What to do: Whenever a line in the entries includes the word "bytes", copy that line out.

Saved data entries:
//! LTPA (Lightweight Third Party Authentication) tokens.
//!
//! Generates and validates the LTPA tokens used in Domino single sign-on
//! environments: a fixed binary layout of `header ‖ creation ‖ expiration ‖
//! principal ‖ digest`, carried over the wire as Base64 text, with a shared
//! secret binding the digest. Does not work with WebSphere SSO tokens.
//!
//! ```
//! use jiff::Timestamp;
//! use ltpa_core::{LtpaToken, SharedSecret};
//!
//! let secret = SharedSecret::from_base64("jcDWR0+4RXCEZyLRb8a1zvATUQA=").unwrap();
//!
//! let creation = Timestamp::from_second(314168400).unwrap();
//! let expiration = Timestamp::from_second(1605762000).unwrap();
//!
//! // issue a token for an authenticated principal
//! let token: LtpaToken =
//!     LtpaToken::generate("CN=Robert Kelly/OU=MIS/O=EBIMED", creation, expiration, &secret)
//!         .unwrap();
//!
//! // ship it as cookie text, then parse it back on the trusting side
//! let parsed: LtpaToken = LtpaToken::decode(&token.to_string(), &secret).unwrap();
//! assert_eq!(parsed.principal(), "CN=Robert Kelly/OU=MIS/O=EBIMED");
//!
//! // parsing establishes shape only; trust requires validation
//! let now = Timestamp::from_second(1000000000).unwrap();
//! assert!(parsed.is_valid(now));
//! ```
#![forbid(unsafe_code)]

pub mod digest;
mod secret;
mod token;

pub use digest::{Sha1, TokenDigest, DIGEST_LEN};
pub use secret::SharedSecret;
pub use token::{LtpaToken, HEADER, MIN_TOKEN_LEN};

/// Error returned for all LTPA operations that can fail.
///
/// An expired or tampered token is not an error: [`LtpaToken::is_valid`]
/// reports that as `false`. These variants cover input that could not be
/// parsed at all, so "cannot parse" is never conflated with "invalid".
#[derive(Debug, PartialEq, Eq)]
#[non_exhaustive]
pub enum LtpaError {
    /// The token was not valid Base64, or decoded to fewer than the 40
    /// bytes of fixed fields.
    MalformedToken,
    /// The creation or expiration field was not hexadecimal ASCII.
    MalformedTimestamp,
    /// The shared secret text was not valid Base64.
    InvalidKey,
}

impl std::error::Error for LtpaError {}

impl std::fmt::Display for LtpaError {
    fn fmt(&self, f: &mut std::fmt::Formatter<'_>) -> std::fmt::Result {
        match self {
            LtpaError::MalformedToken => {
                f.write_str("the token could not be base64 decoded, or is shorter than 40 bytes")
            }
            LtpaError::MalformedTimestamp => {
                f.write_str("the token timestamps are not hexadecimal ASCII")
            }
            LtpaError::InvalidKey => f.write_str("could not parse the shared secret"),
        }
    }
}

Completed exercise:
    /// bytes of fixed fields.
                f.write_str("the token could not be base64 decoded, or is shorter than 40 bytes")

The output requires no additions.